Le président de la République, Abdelmadjid Tebboune, s’est exprimé, dans un premier message adressé au peuple algérien vendredi dernier en conférence de presse, après a avoir été élu à la tête de l’État à une majorité écrasante, pour tendre la main au Hirak qu’il invite au dialogue. Un appel aussi laconique soit-il au demeurant, tant que le Président n’a pas encore pris ses fonctions officiellement, qui renseigne à première vue sur la volonté de Tebboune de dénouer la crise politique en cours depuis l’avènement du Mouvement populaire et citoyen du 22 février.
S’adressant au peuple algérien, le nouveau Président a invité solennellement au dialogue politique pour résoudre la crise à laquelle est confronté le pays, dont le poste de président est resté vacant pendant des mois après la destitution du président Bouteflika. Timides soient-elles à présent les réactions à cette offre de dialogue, le débat est amorcé sur la question et les langues parmi les plus sceptiques jusque-là commencent à se délier. Hier, plusieurs acteurs politiques et figures actives de la société civile et du Hirak ont réagi à l’appel au dialogue lancé par le président de la République.
Med Bekkat Berkani, président de l’Ordre des médecins :
Le président de l’Ordre des médecins et membre de l’Autorité nationale indépendante des élections (ANIE), Mohamed Bekkat Berkani, a salué l’appel au dialogue lancé par Abdelmadjid Tebboune aux représentants du Hirak, affirmant que «le dialogue c’est une vertu importante pour nous tous pour se parler entre Algériens, pour trouver des solutions consensuelles dans cette étape délicate que traverse le pays ».

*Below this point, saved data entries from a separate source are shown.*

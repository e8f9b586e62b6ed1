//! The mathematical work-type registry.
//!
//! 25 problem domains are seeded at genesis. Each carries a base reward and
//! a difficulty multiplier derived from its hardness tier; both can be
//! retuned later through the owner-only update operation.

use serde::{Deserialize, Serialize};

use super::MintAmount;

/// Number of registered work types (ids 0..=24)
pub const WORK_TYPE_COUNT: u8 = 25;

/// Hardness tier of a work type.
///
/// The tier fixes the genesis economics: base rewards are expressed per
/// research-value unit, so even the lowest tier compounds into meaningful
/// payouts once multipliers apply.
#[derive(Clone, Copy, Debug, PartialEq, Eq, Hash, Serialize, Deserialize)]
pub enum Tier {
    /// Millennium-class open problems
    UltraExtreme,
    /// Longstanding open conjectures
    Extreme,
    /// Hard research problems
    High,
    /// Structured exploratory work
    Medium,
}

impl Tier {
    /// Genesis base reward for this tier, per research-value unit
    #[must_use]
    pub const fn base_reward(self) -> MintAmount {
        match self {
            Self::UltraExtreme => MintAmount::from_micro(100),
            Self::Extreme => MintAmount::from_micro(80),
            Self::High => MintAmount::from_micro(60),
            Self::Medium => MintAmount::from_micro(40),
        }
    }

    /// Genesis difficulty multiplier for this tier
    #[must_use]
    pub const fn difficulty_multiplier(self) -> u64 {
        match self {
            Self::UltraExtreme => 1000,
            Self::Extreme => 800,
            Self::High => 600,
            Self::Medium => 400,
        }
    }
}

/// A registered mathematical work type
#[derive(Clone, Debug, PartialEq, Eq, Serialize, Deserialize)]
pub struct WorkType {
    /// Registry id (0..=24)
    pub id: u8,
    /// Human-readable problem domain
    pub name: String,
    /// Hardness tier
    pub tier: Tier,
    /// Base token reward per research-value unit
    pub base_reward: MintAmount,
    /// Difficulty weighting used by miners when picking session difficulty
    pub difficulty_multiplier: u64,
    /// Whether sessions may target this work type
    pub active: bool,
}

impl WorkType {
    /// Create a work type with its tier's genesis economics
    #[must_use]
    pub fn new(id: u8, name: &str, tier: Tier) -> Self {
        Self {
            id,
            name: name.to_string(),
            tier,
            base_reward: tier.base_reward(),
            difficulty_multiplier: tier.difficulty_multiplier(),
            active: true,
        }
    }
}

/// The genesis catalog: 25 work types, ids 0..=24, all active.
#[must_use]
pub fn genesis_work_types() -> Vec<WorkType> {
    let catalog: [(&str, Tier); WORK_TYPE_COUNT as usize] = [
        ("Riemann Zeta Zeros", Tier::UltraExtreme),
        ("Goldbach Conjecture", Tier::Extreme),
        ("Birch-Swinnerton-Dyer", Tier::Extreme),
        ("Prime Pattern Discovery", Tier::High),
        ("Twin Prime Conjecture", Tier::Extreme),
        ("Collatz Trajectories", Tier::High),
        ("Perfect Number Search", Tier::Extreme),
        ("Mersenne Prime Search", Tier::UltraExtreme),
        ("Fibonacci Patterns", Tier::Medium),
        ("Pascal Triangle Structure", Tier::Medium),
        ("Differential Equation Systems", Tier::High),
        ("Computational Number Theory", Tier::High),
        ("Yang-Mills Mass Gap", Tier::UltraExtreme),
        ("Navier-Stokes Smoothness", Tier::UltraExtreme),
        ("Elliptic Curve Structure", Tier::High),
        ("Lattice Problems", Tier::UltraExtreme),
        ("Cryptographic Hash Analysis", Tier::High),
        ("Poincare Recurrence", Tier::UltraExtreme),
        ("Algebraic Topology", Tier::UltraExtreme),
        ("Euclidean Geometry", Tier::High),
        ("Quantum Circuit Optimization", Tier::UltraExtreme),
        ("Learning Theory Bounds", Tier::High),
        ("Blockchain Protocol Analysis", Tier::High),
        ("Distributed Consensus Bounds", Tier::High),
        ("Combinatorial Optimization", Tier::High),
    ];

    (0..WORK_TYPE_COUNT)
        .zip(catalog)
        .map(|(id, (name, tier))| WorkType::new(id, name, tier))
        .collect()
}

#[cfg(test)]
mod tests {
    use super::*;

    #[test]
    fn test_genesis_catalog_shape() {
        let types = genesis_work_types();

        assert_eq!(types.len(), WORK_TYPE_COUNT as usize);
        for (i, wt) in types.iter().enumerate() {
            assert_eq!(wt.id as usize, i);
            assert!(wt.active);
            assert!(!wt.base_reward.is_zero());
            assert!(wt.difficulty_multiplier > 0);
        }
    }

    #[test]
    fn test_tier_economics() {
        let types = genesis_work_types();

        // Riemann zeros sit in the top tier
        assert_eq!(types[0].tier, Tier::UltraExtreme);
        assert_eq!(types[0].base_reward, MintAmount::from_micro(100));
        assert_eq!(types[0].difficulty_multiplier, 1000);

        // Fibonacci patterns are the entry tier
        assert_eq!(types[8].tier, Tier::Medium);
        assert_eq!(types[8].base_reward, MintAmount::from_micro(40));
    }

    #[test]
    fn test_tier_ordering() {
        assert!(Tier::UltraExtreme.base_reward() > Tier::Extreme.base_reward());
        assert!(Tier::Extreme.base_reward() > Tier::High.base_reward());
        assert!(Tier::High.base_reward() > Tier::Medium.base_reward());
    }
}
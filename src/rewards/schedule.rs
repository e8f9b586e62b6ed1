//! Reward tier tables.
//!
//! Multipliers are percent-scaled (100 = 1x), burn rates are basis points,
//! and the gross formula divides by 10000 to normalize the two percent
//! factors. Everything here is configuration; the defaults carry the
//! canonical band bounds and ratios.

use serde::{Deserialize, Serialize};

/// The four significance classes a submission can fall into
#[derive(Clone, Copy, Debug, PartialEq, Eq, Serialize, Deserialize)]
pub enum SignificanceClass {
    /// Significance 10: millennium-class results
    Millennium,
    /// Significance 8..=9: major results
    Major,
    /// Significance 1: collaborative contributions
    Collaborative,
    /// Significance 2..=7: standard results
    Standard,
}

impl SignificanceClass {
    /// Classify a significance level (1..=10)
    #[must_use]
    pub const fn of(significance: u8) -> Self {
        match significance {
            10 => Self::Millennium,
            8 | 9 => Self::Major,
            1 => Self::Collaborative,
            _ => Self::Standard,
        }
    }
}

/// Tier tables applied to every accepted proof
#[derive(Clone, Debug, Serialize, Deserialize)]
pub struct RewardSchedule {
    /// Complexity bands as (inclusive upper bound, percent multiplier),
    /// ascending. The last band must cover 100.
    pub complexity_bands: Vec<(u8, u32)>,
    /// Percent multiplier for millennium-class work
    pub millennium_multiplier: u32,
    /// Percent multiplier for major results
    pub major_multiplier: u32,
    /// Percent multiplier for collaborative contributions
    pub collaborative_multiplier: u32,
    /// Percent multiplier for standard results
    pub standard_multiplier: u32,
    /// Burn rate for millennium-class work, basis points
    pub millennium_burn_bps: u32,
    /// Burn rate for major results, basis points
    pub major_burn_bps: u32,
    /// Burn rate for collaborative contributions, basis points
    pub collaborative_burn_bps: u32,
    /// Burn rate for standard results, basis points
    pub standard_burn_bps: u32,
}

impl Default for RewardSchedule {
    fn default() -> Self {
        Self {
            complexity_bands: vec![(30, 100), (60, 250), (80, 500), (100, 1000)],
            millennium_multiplier: 2500,
            major_multiplier: 1500,
            collaborative_multiplier: 300,
            standard_multiplier: 100,
            millennium_burn_bps: 2500,
            major_burn_bps: 1500,
            collaborative_burn_bps: 1200,
            standard_burn_bps: 1000,
        }
    }
}

impl RewardSchedule {
    /// Percent multiplier for a complexity score
    #[must_use]
    pub fn complexity_multiplier(&self, complexity: u8) -> u32 {
        for &(bound, multiplier) in &self.complexity_bands {
            if complexity <= bound {
                return multiplier;
            }
        }

        // bands are validated to cover 100; fall back to the top band
        self.complexity_bands.last().map_or(100, |&(_, m)| m)
    }

    /// Percent multiplier for a significance level
    #[must_use]
    pub const fn significance_multiplier(&self, significance: u8) -> u32 {
        match SignificanceClass::of(significance) {
            SignificanceClass::Millennium => self.millennium_multiplier,
            SignificanceClass::Major => self.major_multiplier,
            SignificanceClass::Collaborative => self.collaborative_multiplier,
            SignificanceClass::Standard => self.standard_multiplier,
        }
    }

    /// Burn rate for a significance level, basis points
    #[must_use]
    pub const fn burn_rate_bps(&self, significance: u8) -> u32 {
        match SignificanceClass::of(significance) {
            SignificanceClass::Millennium => self.millennium_burn_bps,
            SignificanceClass::Major => self.major_burn_bps,
            SignificanceClass::Collaborative => self.collaborative_burn_bps,
            SignificanceClass::Standard => self.standard_burn_bps,
        }
    }

    /// Structural validity: ascending bands covering 100, positive
    /// multipliers, burn rates strictly below 100%.
    #[must_use]
    pub fn is_valid(&self) -> bool {
        if self.complexity_bands.is_empty() {
            return false;
        }

        // Bounds ascend strictly from at least 1; a zero bound can never
        // match a scored proof and would be a dead band.
        let mut prev = 0u8;
        for &(bound, multiplier) in &self.complexity_bands {
            if bound <= prev || multiplier == 0 {
                return false;
            }
            prev = bound;
        }
        if prev < 100 {
            return false;
        }

        let multipliers = [
            self.millennium_multiplier,
            self.major_multiplier,
            self.collaborative_multiplier,
            self.standard_multiplier,
        ];
        let burns = [
            self.millennium_burn_bps,
            self.major_burn_bps,
            self.collaborative_burn_bps,
            self.standard_burn_bps,
        ];

        multipliers.iter().all(|&m| m > 0) && burns.iter().all(|&b| b < 10_000)
    }
}

#[cfg(test)]
mod tests {
    use super::*;

    #[test]
    fn test_default_is_valid() {
        assert!(RewardSchedule::default().is_valid());
    }

    #[test]
    fn test_complexity_bands() {
        let schedule = RewardSchedule::default();

        assert_eq!(schedule.complexity_multiplier(1), 100);
        assert_eq!(schedule.complexity_multiplier(30), 100);
        assert_eq!(schedule.complexity_multiplier(31), 250);
        assert_eq!(schedule.complexity_multiplier(60), 250);
        assert_eq!(schedule.complexity_multiplier(61), 500);
        assert_eq!(schedule.complexity_multiplier(80), 500);
        assert_eq!(schedule.complexity_multiplier(81), 1000);
        assert_eq!(schedule.complexity_multiplier(95), 1000);
        assert_eq!(schedule.complexity_multiplier(100), 1000);
    }

    #[test]
    fn test_significance_classes() {
        assert_eq!(SignificanceClass::of(10), SignificanceClass::Millennium);
        assert_eq!(SignificanceClass::of(9), SignificanceClass::Major);
        assert_eq!(SignificanceClass::of(8), SignificanceClass::Major);
        assert_eq!(SignificanceClass::of(7), SignificanceClass::Standard);
        assert_eq!(SignificanceClass::of(2), SignificanceClass::Standard);
        assert_eq!(SignificanceClass::of(1), SignificanceClass::Collaborative);
    }

    #[test]
    fn test_significance_tables() {
        let schedule = RewardSchedule::default();

        assert_eq!(schedule.significance_multiplier(10), 2500);
        assert_eq!(schedule.significance_multiplier(8), 1500);
        assert_eq!(schedule.significance_multiplier(1), 300);
        assert_eq!(schedule.significance_multiplier(5), 100);

        assert_eq!(schedule.burn_rate_bps(10), 2500);
        assert_eq!(schedule.burn_rate_bps(9), 1500);
        assert_eq!(schedule.burn_rate_bps(1), 1200);
        assert_eq!(schedule.burn_rate_bps(4), 1000);
    }

    #[test]
    fn test_invalid_schedules_rejected() {
        let mut s = RewardSchedule::default();
        s.complexity_bands = vec![(30, 100), (60, 250)];
        assert!(!s.is_valid(), "bands must cover 100");

        let mut s = RewardSchedule::default();
        s.complexity_bands = vec![(0, 50), (0, 60), (100, 1000)];
        assert!(!s.is_valid(), "zero bounds are dead bands");

        let mut s = RewardSchedule::default();
        s.complexity_bands = vec![(30, 100), (30, 250), (100, 1000)];
        assert!(!s.is_valid(), "bounds must ascend strictly");

        let mut s = RewardSchedule::default();
        s.standard_multiplier = 0;
        assert!(!s.is_valid(), "zero multiplier is degenerate");

        let mut s = RewardSchedule::default();
        s.millennium_burn_bps = 10_000;
        assert!(!s.is_valid(), "burn must stay below 100%");
    }
}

Pour ce faire, Berkani rappelle les efforts qu’il a fournis pour le processus de dialogue à travers son implication dans l’ANIE et avant dans le Panel de médiation et de dialogue dirigé par Karim Younès. Le président de l’Ordre des médecins indique ainsi qu’il « ne peut pas être contre une telle initiative », en étant certain «que nous avons réussi le premier pari de la présidentielle dans des conditions normales et transparentes». Un défi qui a été relevé «sans qu’il y ait des troubles ou contestations y compris de la part des candidats», rappelle Berkani. Cependant, poursuit notre interlocuteur, « notre Président a fait une déclaration préliminaire juste après l’annonce des résultats des urnes, vendredi passé en invitant les Algériens au dialogue, afin d’essayer de trouver des solutions aux difficultés et aux problèmes de la société.»
Selon le président de l’Ordre des médecins, « ce dialogue servira à recenser l’ensemble des problèmes de la société », ajoutant que « c’est la première fois qu’un président élu s’engage à parler à son peuple car, avant, c’était des promesses dans l’air.»
Smaïl Lalmas, économiste :
Pour l’économiste Smaïl Lalmas, plus sceptique à présent à l’appel au dialogue, le pouvoir «s’est retrouvé à dialoguer avec lui-même pour chercher, en vain, une solution qui le conforterait dans sa position, oubliant qu’il est à l’origine de la crise que vit le pays», explique-t-il, sans toutefois citer le président élu. Dans une contribution rendue publique hier, il donne son point de vue à propos du dialogue: « Actuellement et au point où en sont les choses, à mon avis la phase de dialogue est par conséquent dépassée, on doit plutôt parler de négociations », suggère Lalmas. Le même économiste estime que «le temps du changement est arrivé », et « le peuple exige de ce même pouvoir de partir sans condition ni préalable ». « Mais avant de parler de négociations, si le peuple accepte de négocier bien sûr, il faut mettre en place des mesures d’apaisement en commençant par libérer les détenus d’opinion, ouvrir le champ médiatique à la parole libre, arrêter de matraquer et d’insulter les manifestants, élaborer une feuille de route pour des négociations afin d’aboutir à l’ultime revendication de notre peuple qui est le changement de ce système », dit-il. D’autre part, s’adressant au Hirak, Lalmas appelle à maintenir la pression sur le pouvoir. «En attendant, la pression doit continuer afin de contraindre le pouvoir à renoncer définitivement aux pratiques d’un autre âge et le faire céder », ajoutant également qu’«il faut avouer que négocier avec le pouvoir algérien n’est pas chose facile, surtout qu’il est question d’une rupture radicale avec lui. Donc à mon avis, avant de choisir d’aller ou de ne pas aller aux négociations, il faut tout simplement trouver une réponse à cette question : le pouvoir algérien est-il prêt à négocier sa propre mort ? », conclut-il avec une interrogation.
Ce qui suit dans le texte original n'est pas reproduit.